Cette adaptation de Vincente Minnelli d'une pièce de Robert Anderson ne manque pas, en réalité, de tenir ses promesses, mais je comprends pourquoi ceux qui ont découvert la pièce d'abord sont généralement déçus. Et pour cause, la possible homosexualité du personnage principal n'y est jamais nommée, censure oblige! A la place, on doit se contenter d'un récit sur un garçon peu viril et maltraité par ses camarades de classe ne concevant pas la nuance. C'est à la fois d'avant-garde et daté. D'avant-garde parce qu'il fallait tout de même oser présenter un personnage masculin coudre des boutons avec des femmes dans l'Amérique des années 1950, encore que ce thé sympathique ne soit en rien précurseur en la matière, comme en témoignent le tablier du père dans Rebel Without a Cause un an plus tôt, ou l'homosexualité beaucoup plus précise de Plato dans le même film. Daté, parce que pour un spectateur européen du XXIe siècle, on est en droit de trouver certains rebondissements comme l'apprentissage de la virilité ou le dénouement pudique totalement ridicules. Par bonheur, le scénario ridiculise lui-même les comportements excessifs des hommes, de quoi faire passer la pilule. Minnelli oppose ainsi l'atelier couture de la plage avec une débauche de garçons torse nu qui se battent derrière les rochers, d'où une série d'images peu subtiles mais percutantes. Et l'on s'amuse bien sûr de voir le meilleur ami, seul soutien du héros, ne plus savoir où mettre ses mains quand madame Reynolds le titille sur ses propres valeurs masculines. En définitive, même si les garçons n'accusent pas Tom d'être homosexuel, ça ne change pas grand chose à ce que veut montrer le film, car le résultat est le même: on le traite d'efféminé en l'affublant du sobriquet "Sister Boy", et les conséquences d'un tel mépris sont tout aussi dures à assumer pour le héros.

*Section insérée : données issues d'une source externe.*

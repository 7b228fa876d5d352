//! Run reports.

use chrono::{DateTime, Utc};
use serde::{Deserialize, Serialize};

use crate::step::StageKind;

/// Status of a step within a run.
#[derive(Debug, Clone, Copy, PartialEq, Eq, Serialize, Deserialize)]
#[serde(rename_all = "snake_case")]
pub enum StepStatus {
  Completed,
  Failed,
}

/// Outcome of one step.
#[derive(Debug, Clone, PartialEq, Serialize, Deserialize)]
pub struct StepReport {
  pub step: String,
  pub worker: String,
  pub status: StepStatus,
  /// Number of worker invocations (the element count for batched steps).
  pub invocations: usize,
  pub started_at: DateTime<Utc>,
  pub completed_at: Option<DateTime<Utc>>,
  pub error: Option<String>,
}

/// Outcome of one stage. Step reports keep declaration order.
#[derive(Debug, Clone, PartialEq, Serialize, Deserialize)]
pub struct StageReport {
  pub stage: String,
  pub kind: StageKind,
  pub steps: Vec<StepReport>,
  pub started_at: DateTime<Utc>,
  pub completed_at: DateTime<Utc>,
}

impl StageReport {
  pub fn succeeded(&self) -> bool {
    self.steps.iter().all(|s| s.status == StepStatus::Completed)
  }
}

/// Result of a completed run.
#[derive(Debug, Clone, PartialEq, Serialize, Deserialize)]
pub struct RunResult {
  pub execution_id: String,
  pub pipeline: String,
  pub stages: Vec<StageReport>,
  pub started_at: DateTime<Utc>,
  pub completed_at: DateTime<Utc>,
}

impl RunResult {
  /// Keys of every artifact produced by the run, in stage order.
  pub fn artifacts(&self) -> Vec<&str> {
    self
      .stages
      .iter()
      .flat_map(|stage| stage.steps.iter())
      .filter(|step| step.status == StepStatus::Completed)
      .map(|step| step.step.as_str())
      .collect()
  }

  /// Report of the named step.
  pub fn step(&self, name: &str) -> Option<&StepReport> {
    self
      .stages
      .iter()
      .flat_map(|stage| stage.steps.iter())
      .find(|step| step.step == name)
  }
}
//! Error types for pipeline construction and execution.

use std::time::Duration;

use thiserror::Error;

/// Failure at the worker invocation boundary.
#[derive(Debug, Error)]
pub enum InvocationError {
  /// The worker ran and reported a failure.
  #[error("worker '{worker}' failed: {message}")]
  Failed { worker: String, message: String },

  /// The worker did not answer in time.
  #[error("worker '{worker}' timed out after {timeout_ms}ms")]
  Timeout { worker: String, timeout_ms: u64 },

  /// The call could not be delivered or its reply could not be read.
  #[error("worker '{worker}' transport error: {source}")]
  Transport {
    worker: String,
    #[source]
    source: Box<dyn std::error::Error + Send + Sync>,
  },
}

impl InvocationError {
  /// Shorthand for a worker-reported failure.
  pub fn failed(worker: impl Into<String>, message: impl Into<String>) -> Self {
    InvocationError::Failed {
      worker: worker.into(),
      message: message.into(),
    }
  }

  /// A missed deadline. Durations past `u64::MAX` milliseconds saturate.
  pub fn timeout(worker: impl Into<String>, timeout: Duration) -> Self {
    InvocationError::Timeout {
      worker: worker.into(),
      timeout_ms: u64::try_from(timeout.as_millis()).unwrap_or(u64::MAX),
    }
  }
}

/// Errors raised while executing a single step.
#[derive(Debug, Error)]
pub enum StepError {
  /// An input transform requested an artifact no earlier stage produced.
  #[error("missing dependency '{dependency}'")]
  MissingDependency { dependency: String },

  /// An input transform found an artifact of the wrong shape.
  #[error("invalid input: {message}")]
  InvalidInput { message: String },

  /// The worker call failed.
  #[error("worker invocation failed: {0}")]
  Invocation(#[source] InvocationError),

  /// One element of a batched step failed.
  #[error("worker invocation failed for batch input {index}: {source}")]
  BatchInvocation {
    index: usize,
    #[source]
    source: InvocationError,
  },

  /// The result could not be represented as an artifact.
  #[error("serialization failed: {message}")]
  Serialization { message: String },

  /// The artifact store rejected a read or write.
  #[error("artifact persistence failed: {0}")]
  Persistence(#[source] quire_artifact::Error),

  /// The output transform returned without storing the step's artifact.
  #[error("output transform did not write artifact '{key}'")]
  OutputNotWritten { key: String },

  /// The task running the step panicked or was aborted.
  #[error("step task aborted: {message}")]
  Panicked { message: String },
}

impl From<quire_artifact::Error> for StepError {
  fn from(e: quire_artifact::Error) -> Self {
    match e {
      quire_artifact::Error::Serialization { key, source } => StepError::Serialization {
        message: format!("artifact '{}': {}", key, source),
      },
      other => StepError::Persistence(other),
    }
  }
}

/// Errors that can occur while building or running a pipeline.
#[derive(Debug, Error)]
pub enum PipelineError {
  /// The pipeline violates a build-time invariant.
  #[error("invalid pipeline: {message}")]
  InvalidPipeline { message: String },

  /// A step failed, failing its stage and the run.
  #[error("step '{step}' in stage '{stage}' failed: {source}")]
  StepFailed {
    stage: String,
    step: String,
    #[source]
    source: StepError,
  },

  /// The run was cancelled.
  #[error("pipeline execution cancelled")]
  Cancelled,
}

impl PipelineError {
  /// Name of the step that failed, if a step failure ended the run.
  pub fn step(&self) -> Option<&str> {
    match self {
      PipelineError::StepFailed { step, .. } => Some(step),
      _ => None,
    }
  }

  /// Name of the stage that failed, if a step failure ended the run.
  pub fn stage(&self) -> Option<&str> {
    match self {
      PipelineError::StepFailed { stage, .. } => Some(stage),
      _ => None,
    }
  }
}

#[cfg(test)]
mod tests {
  use super::*;

  #[test]
  fn test_timeout_reports_milliseconds() {
    let err = InvocationError::timeout("slow", Duration::from_secs(300));
    assert!(matches!(err, InvocationError::Timeout { timeout_ms: 300_000, .. }));
  }

  #[test]
  fn test_timeout_saturates_huge_durations() {
    let err = InvocationError::timeout("slow", Duration::MAX);
    assert!(matches!(err, InvocationError::Timeout { timeout_ms: u64::MAX, .. }));
  }

  #[test]
  fn test_artifact_serialization_maps_to_serialization() {
    let source = serde_json::from_str::<serde_json::Value>("{").unwrap_err();
    let err: StepError = quire_artifact::Error::Serialization {
      key: "k".to_string(),
      source,
    }
    .into();
    assert!(matches!(err, StepError::Serialization { .. }));
  }

  #[test]
  fn test_artifact_io_maps_to_persistence() {
    let err: StepError = quire_artifact::Error::NotFound("k".to_string()).into();
    assert!(matches!(err, StepError::Persistence(_)));
  }

  #[test]
  fn test_step_failed_names_step() {
    let err = PipelineError::StepFailed {
      stage: "analysis".to_string(),
      step: "gaps".to_string(),
      source: StepError::MissingDependency {
        dependency: "summaries".to_string(),
      },
    };
    assert_eq!(err.step(), Some("gaps"));
    assert_eq!(err.stage(), Some("analysis"));
    assert_eq!(
      err.to_string(),
      "step 'gaps' in stage 'analysis' failed: missing dependency 'summaries'"
    );
  }
}
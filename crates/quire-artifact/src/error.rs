/// Error type for artifact storage operations.
#[derive(Debug, thiserror::Error)]
pub enum Error {
  /// The requested artifact was not found.
  #[error("artifact not found: {0}")]
  NotFound(String),

  /// The key cannot address an artifact.
  #[error("invalid artifact key: '{0}'")]
  InvalidKey(String),

  /// The artifact could not be encoded or decoded.
  #[error("artifact '{key}' could not be serialized: {source}")]
  Serialization {
    key: String,
    #[source]
    source: serde_json::Error,
  },

  /// An I/O error occurred.
  #[error("io error: {0}")]
  Io(#[from] std::io::Error),
}
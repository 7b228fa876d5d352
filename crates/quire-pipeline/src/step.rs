//! Step, group and stage descriptors.

use std::collections::HashSet;
use std::fmt;
use std::sync::Arc;

use serde::{Deserialize, Serialize};

use crate::error::PipelineError;
use crate::invoke::WorkerRef;
use crate::transform::{BatchInputTransform, InputTransform, OutputTransform};

/// A single worker invocation with its bound transforms.
#[derive(Clone)]
pub struct Step {
  name: String,
  worker: WorkerRef,
  input: Arc<dyn InputTransform>,
  output: Arc<dyn OutputTransform>,
}

impl Step {
  /// Create a step. `name` is also the key of the artifact it produces.
  pub fn new(
    name: impl Into<String>,
    worker: WorkerRef,
    input: impl InputTransform + 'static,
    output: impl OutputTransform + 'static,
  ) -> Self {
    Self {
      name: name.into(),
      worker,
      input: Arc::new(input),
      output: Arc::new(output),
    }
  }

  pub fn name(&self) -> &str {
    &self.name
  }

  pub fn worker(&self) -> &WorkerRef {
    &self.worker
  }

  pub fn input(&self) -> &Arc<dyn InputTransform> {
    &self.input
  }

  pub fn output(&self) -> &Arc<dyn OutputTransform> {
    &self.output
  }
}

impl fmt::Debug for Step {
  fn fmt(&self, f: &mut fmt::Formatter<'_>) -> fmt::Result {
    f.debug_struct("Step")
      .field("name", &self.name)
      .field("worker", &self.worker)
      .field("dependencies", &self.input.dependencies())
      .finish()
  }
}

/// Invokes one worker once per element of a produced list.
///
/// The results are collected, in input order, under one artifact.
#[derive(Clone)]
pub struct BatchStep {
  name: String,
  worker: WorkerRef,
  input: Arc<dyn BatchInputTransform>,
  output: Arc<dyn OutputTransform>,
}

impl BatchStep {
  pub fn new(
    name: impl Into<String>,
    worker: WorkerRef,
    input: impl BatchInputTransform + 'static,
    output: impl OutputTransform + 'static,
  ) -> Self {
    Self {
      name: name.into(),
      worker,
      input: Arc::new(input),
      output: Arc::new(output),
    }
  }

  pub fn name(&self) -> &str {
    &self.name
  }

  pub fn worker(&self) -> &WorkerRef {
    &self.worker
  }

  pub fn input(&self) -> &Arc<dyn BatchInputTransform> {
    &self.input
  }

  pub fn output(&self) -> &Arc<dyn OutputTransform> {
    &self.output
  }
}

impl fmt::Debug for BatchStep {
  fn fmt(&self, f: &mut fmt::Formatter<'_>) -> fmt::Result {
    f.debug_struct("BatchStep")
      .field("name", &self.name)
      .field("worker", &self.worker)
      .field("dependencies", &self.input.dependencies())
      .finish()
  }
}

/// A step that can take part in a group.
#[derive(Debug, Clone)]
pub enum Member {
  Step(Step),
  Batch(BatchStep),
}

impl Member {
  pub fn name(&self) -> &str {
    match self {
      Member::Step(step) => step.name(),
      Member::Batch(step) => step.name(),
    }
  }

  pub fn worker(&self) -> &WorkerRef {
    match self {
      Member::Step(step) => step.worker(),
      Member::Batch(step) => step.worker(),
    }
  }

  /// Step names this member reads from.
  pub fn dependencies(&self) -> Vec<String> {
    match self {
      Member::Step(step) => step.input().dependencies(),
      Member::Batch(step) => step.input().dependencies(),
    }
  }
}

impl From<Step> for Member {
  fn from(step: Step) -> Self {
    Member::Step(step)
  }
}

impl From<BatchStep> for Member {
  fn from(step: BatchStep) -> Self {
    Member::Batch(step)
  }
}

/// Independent steps that run concurrently.
///
/// Member order only matters for logging and error reporting.
#[derive(Debug, Clone)]
pub struct Group {
  name: String,
  members: Vec<Member>,
}

impl Group {
  pub fn new(name: impl Into<String>) -> Self {
    Self {
      name: name.into(),
      members: Vec::new(),
    }
  }

  /// Add a member to the group.
  pub fn with(mut self, member: impl Into<Member>) -> Self {
    self.members.push(member.into());
    self
  }

  pub fn name(&self) -> &str {
    &self.name
  }

  pub fn members(&self) -> &[Member] {
    &self.members
  }
}

/// Kind of a stage, for logging and reports.
#[derive(Debug, Clone, Copy, PartialEq, Eq, Serialize, Deserialize)]
#[serde(rename_all = "snake_case")]
pub enum StageKind {
  Step,
  Batch,
  Group,
}

impl fmt::Display for StageKind {
  fn fmt(&self, f: &mut fmt::Formatter<'_>) -> fmt::Result {
    match self {
      StageKind::Step => write!(f, "step"),
      StageKind::Batch => write!(f, "batch"),
      StageKind::Group => write!(f, "group"),
    }
  }
}

/// One position in the pipeline's declared order.
#[derive(Debug, Clone)]
pub enum Stage {
  Step(Step),
  Batch(BatchStep),
  Group(Group),
}

impl Stage {
  pub fn name(&self) -> &str {
    match self {
      Stage::Step(step) => step.name(),
      Stage::Batch(step) => step.name(),
      Stage::Group(group) => group.name(),
    }
  }

  pub fn kind(&self) -> StageKind {
    match self {
      Stage::Step(_) => StageKind::Step,
      Stage::Batch(_) => StageKind::Batch,
      Stage::Group(_) => StageKind::Group,
    }
  }

  /// The steps this stage dispatches.
  pub fn members(&self) -> Vec<Member> {
    match self {
      Stage::Step(step) => vec![Member::Step(step.clone())],
      Stage::Batch(step) => vec![Member::Batch(step.clone())],
      Stage::Group(group) => group.members().to_vec(),
    }
  }
}

impl From<Step> for Stage {
  fn from(step: Step) -> Self {
    Stage::Step(step)
  }
}

impl From<BatchStep> for Stage {
  fn from(step: BatchStep) -> Self {
    Stage::Batch(step)
  }
}

impl From<Group> for Stage {
  fn from(group: Group) -> Self {
    Stage::Group(group)
  }
}

/// An ordered list of stages.
///
/// Built-time invariants, checked by [`Pipeline::push`]:
/// - every step name is unique across the pipeline, so no two steps write the
///   same artifact;
/// - no step reads an artifact of its own stage.
#[derive(Debug, Clone)]
pub struct Pipeline {
  name: String,
  stages: Vec<Stage>,
  step_names: HashSet<String>,
}

impl Pipeline {
  pub fn new(name: impl Into<String>) -> Self {
    Self {
      name: name.into(),
      stages: Vec::new(),
      step_names: HashSet::new(),
    }
  }

  /// Append a stage after validating it against the stages already added.
  pub fn push(&mut self, stage: impl Into<Stage>) -> Result<&mut Self, PipelineError> {
    let stage = stage.into();
    let members = stage.members();

    if members.is_empty() {
      return Err(PipelineError::InvalidPipeline {
        message: format!("stage '{}' has no steps", stage.name()),
      });
    }

    let mut stage_names = HashSet::new();
    for member in &members {
      if member.name().is_empty() {
        return Err(PipelineError::InvalidPipeline {
          message: format!("stage '{}' has a step with an empty name", stage.name()),
        });
      }
      if let Err(err) = quire_artifact::validate_key(member.name()) {
        return Err(PipelineError::InvalidPipeline {
          message: format!("stage '{}': {err}", stage.name()),
        });
      }
      if self.step_names.contains(member.name()) || !stage_names.insert(member.name()) {
        return Err(PipelineError::InvalidPipeline {
          message: format!("duplicate step name '{}'", member.name()),
        });
      }
    }

    for member in &members {
      if let Some(dependency) = member
        .dependencies()
        .into_iter()
        .find(|d| stage_names.contains(d.as_str()))
      {
        return Err(PipelineError::InvalidPipeline {
          message: format!(
            "step '{}' reads '{}' which is produced in the same stage '{}'",
            member.name(),
            dependency,
            stage.name()
          ),
        });
      }
    }

    self
      .step_names
      .extend(members.iter().map(|m| m.name().to_string()));
    self.stages.push(stage);
    Ok(self)
  }

  /// Builder-style variant of [`Pipeline::push`].
  pub fn with_stage(mut self, stage: impl Into<Stage>) -> Result<Self, PipelineError> {
    self.push(stage)?;
    Ok(self)
  }

  pub fn name(&self) -> &str {
    &self.name
  }

  pub fn stages(&self) -> &[Stage] {
    &self.stages
  }

  pub fn len(&self) -> usize {
    self.stages.len()
  }

  pub fn is_empty(&self) -> bool {
    self.stages.is_empty()
  }

  /// Whether a step with this name has been added.
  pub fn contains_step(&self, name: &str) -> bool {
    self.step_names.contains(name)
  }
}
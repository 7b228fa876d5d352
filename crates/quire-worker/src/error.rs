use thiserror::Error;

/// Errors that can occur while setting up a worker invoker.
#[derive(Debug, Error)]
pub enum WorkerError {
  #[error("failed to build HTTP client: {0}")]
  Client(#[from] reqwest::Error),

  #[error("invalid invoker configuration: {message}")]
  InvalidConfig { message: String },
}
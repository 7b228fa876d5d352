use std::path::{Path, PathBuf};

use async_trait::async_trait;
use tokio::fs::{self, File};
use tokio::io::AsyncWriteExt;

use crate::{Artifact, ArtifactFormat, Error, Store, validate_key};

/// Filesystem-based artifact store.
///
/// Each artifact is stored at `{base_path}/{key}.{ext}` where `ext` follows the
/// artifact format (`json`, `md` or `txt`). The base directory is created on
/// first write. Writes go to a temporary sibling file and are renamed into
/// place, so readers never observe a partially written artifact.
pub struct FsStore {
  base_path: PathBuf,
}

impl FsStore {
  /// Create a new filesystem store with the given base path.
  pub fn new(base_path: impl Into<PathBuf>) -> Self {
    Self {
      base_path: base_path.into(),
    }
  }

  /// Get the directory artifacts are written to.
  pub fn base_path(&self) -> &Path {
    &self.base_path
  }

  /// Path of the artifact file for a key in the given format.
  pub fn artifact_path(&self, key: &str, format: ArtifactFormat) -> PathBuf {
    self
      .base_path
      .join(format!("{}.{}", key, format.extension()))
  }

  /// Find the file currently holding `key`, probing each format.
  async fn locate(&self, key: &str) -> Result<Option<(PathBuf, ArtifactFormat)>, Error> {
    for format in ArtifactFormat::ALL {
      let path = self.artifact_path(key, format);
      if fs::try_exists(&path).await? {
        return Ok(Some((path, format)));
      }
    }
    Ok(None)
  }
}

#[async_trait]
impl Store for FsStore {
  async fn get(&self, key: &str) -> Result<Artifact, Error> {
    validate_key(key)?;
    let (path, format) = self
      .locate(key)
      .await?
      .ok_or_else(|| Error::NotFound(key.to_string()))?;

    let content = fs::read_to_string(&path).await.map_err(|e| {
      if e.kind() == std::io::ErrorKind::NotFound {
        Error::NotFound(key.to_string())
      } else {
        Error::Io(e)
      }
    })?;

    match format {
      ArtifactFormat::Json => {
        let value = serde_json::from_str(&content).map_err(|e| Error::Serialization {
          key: key.to_string(),
          source: e,
        })?;
        Ok(Artifact::Json(value))
      }
      format => Ok(Artifact::Text { format, content }),
    }
  }

  async fn put(&self, key: &str, artifact: Artifact) -> Result<(), Error> {
    validate_key(key)?;
    fs::create_dir_all(&self.base_path).await?;

    let format = artifact.format();
    let bytes = match &artifact {
      Artifact::Json(value) => {
        serde_json::to_vec_pretty(value).map_err(|e| Error::Serialization {
          key: key.to_string(),
          source: e,
        })?
      }
      Artifact::Text { content, .. } => content.as_bytes().to_vec(),
    };

    // An artifact lives in exactly one file; drop any copy in another format.
    for other in ArtifactFormat::ALL.into_iter().filter(|f| *f != format) {
      let stale = self.artifact_path(key, other);
      if fs::try_exists(&stale).await? {
        fs::remove_file(&stale).await?;
      }
    }

    let path = self.artifact_path(key, format);
    let tmp_path = self
      .base_path
      .join(format!(".{}.{}.tmp", key, format.extension()));

    let mut file = File::create(&tmp_path).await?;
    file.write_all(&bytes).await?;
    file.flush().await?;
    file.sync_all().await?;
    drop(file);

    fs::rename(&tmp_path, &path).await?;
    Ok(())
  }

  async fn exists(&self, key: &str) -> Result<bool, Error> {
    validate_key(key)?;
    Ok(self.locate(key).await?.is_some())
  }

  async fn delete(&self, key: &str) -> Result<(), Error> {
    validate_key(key)?;
    match self.locate(key).await? {
      Some((path, _)) => {
        fs::remove_file(&path).await?;
        Ok(())
      }
      None => Err(Error::NotFound(key.to_string())),
    }
  }
}
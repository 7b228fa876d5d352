use quire_pipeline::PipelineError;
use thiserror::Error;

/// Errors that can occur while building a pipeline from a definition.
#[derive(Debug, Error)]
pub enum BuildError {
  /// The definition has no stages.
  #[error("workflow '{name}' has no stages")]
  EmptyWorkflow { name: String },

  /// A step must read either one artifact (`from`) or named sources (`inputs`).
  #[error("step '{step}': {message}")]
  InvalidInputs { step: String, message: String },

  /// A step reads an artifact that no earlier stage produces.
  #[error("step '{step}' reads '{source_step}' which is not produced by an earlier stage")]
  UnknownSource { step: String, source_step: String },

  /// Batched steps always store an ordered JSON list.
  #[error("batch '{step}' must use the json format")]
  BatchFormat { step: String },

  /// The assembled pipeline violates a build-time invariant.
  #[error(transparent)]
  Pipeline(#[from] PipelineError),
}
use std::path::PathBuf;

use thiserror::Error;

/// Errors that can occur while loading a workflow definition.
#[derive(Debug, Error)]
pub enum ConfigError {
  #[error("failed to read workflow file '{path}': {source}")]
  Io {
    path: PathBuf,
    #[source]
    source: std::io::Error,
  },

  #[error("invalid workflow definition: {0}")]
  Parse(#[from] serde_json::Error),
}
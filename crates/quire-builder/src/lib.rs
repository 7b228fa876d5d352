mod builder;
mod error;
mod research;

pub use builder::PipelineBuilder;
pub use error::BuildError;
pub use research::research_workflow;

Outre les scènes de bord de mer, Minnelli mobilise encore des images qui en disent long sur la société de son temps. La scène où Laura Reynolds écoute le père de Tom se vexer du comportement sensible de son fils est notamment bien trouvée, à l'aide d'une composition photographique très réussie par John Alton, puisqu'on y voit la dame occupée à faire le thé dans sa cuisine, tandis que les hommes conversent en se tournant les pouces dans le jardin. Il y a vraisemblablement la volonté de critiquer la place traditionnellement assignée aux femmes, place qui est d'ailleurs heureusement renversée à plusieurs autres moments, notamment quand Laura parvient à faire autorité sur le monde masculin qui l'entoure. La scène où elle fait essayer une robe à Tom pour la représentation théâtrale de fin d'année est en revanche plus ambiguë, car le héros a trop manifestement l'air ridicule dans le costume, comme si trop de féminité était tout de même perçu comme quelque chose de négatif. Le dialogue avec le meilleur ami dans la salle de musique revêt quant à lui un aspect à la fois positif et critiquable, car on y voit alors Tom sous son vrai jour, celui d'un jeune homme cultivé aimant la musique classique (positif), bien que son ami s'étonne qu'il s'intéresse davantage à la culture qu'aux bimbos qui passent dans la rue, et lui enjoigne d'apprendre à marcher de manière virile. Les arguments de cette sorte ont mal vieilli, même si Minnelli rectifie heureusement le tir en critiquant le comportement d'Al par la suite. Dommage que le dénouement un peu ridicule sur la lettre dans le jardin conclue le tout sur une note en demi-teinte.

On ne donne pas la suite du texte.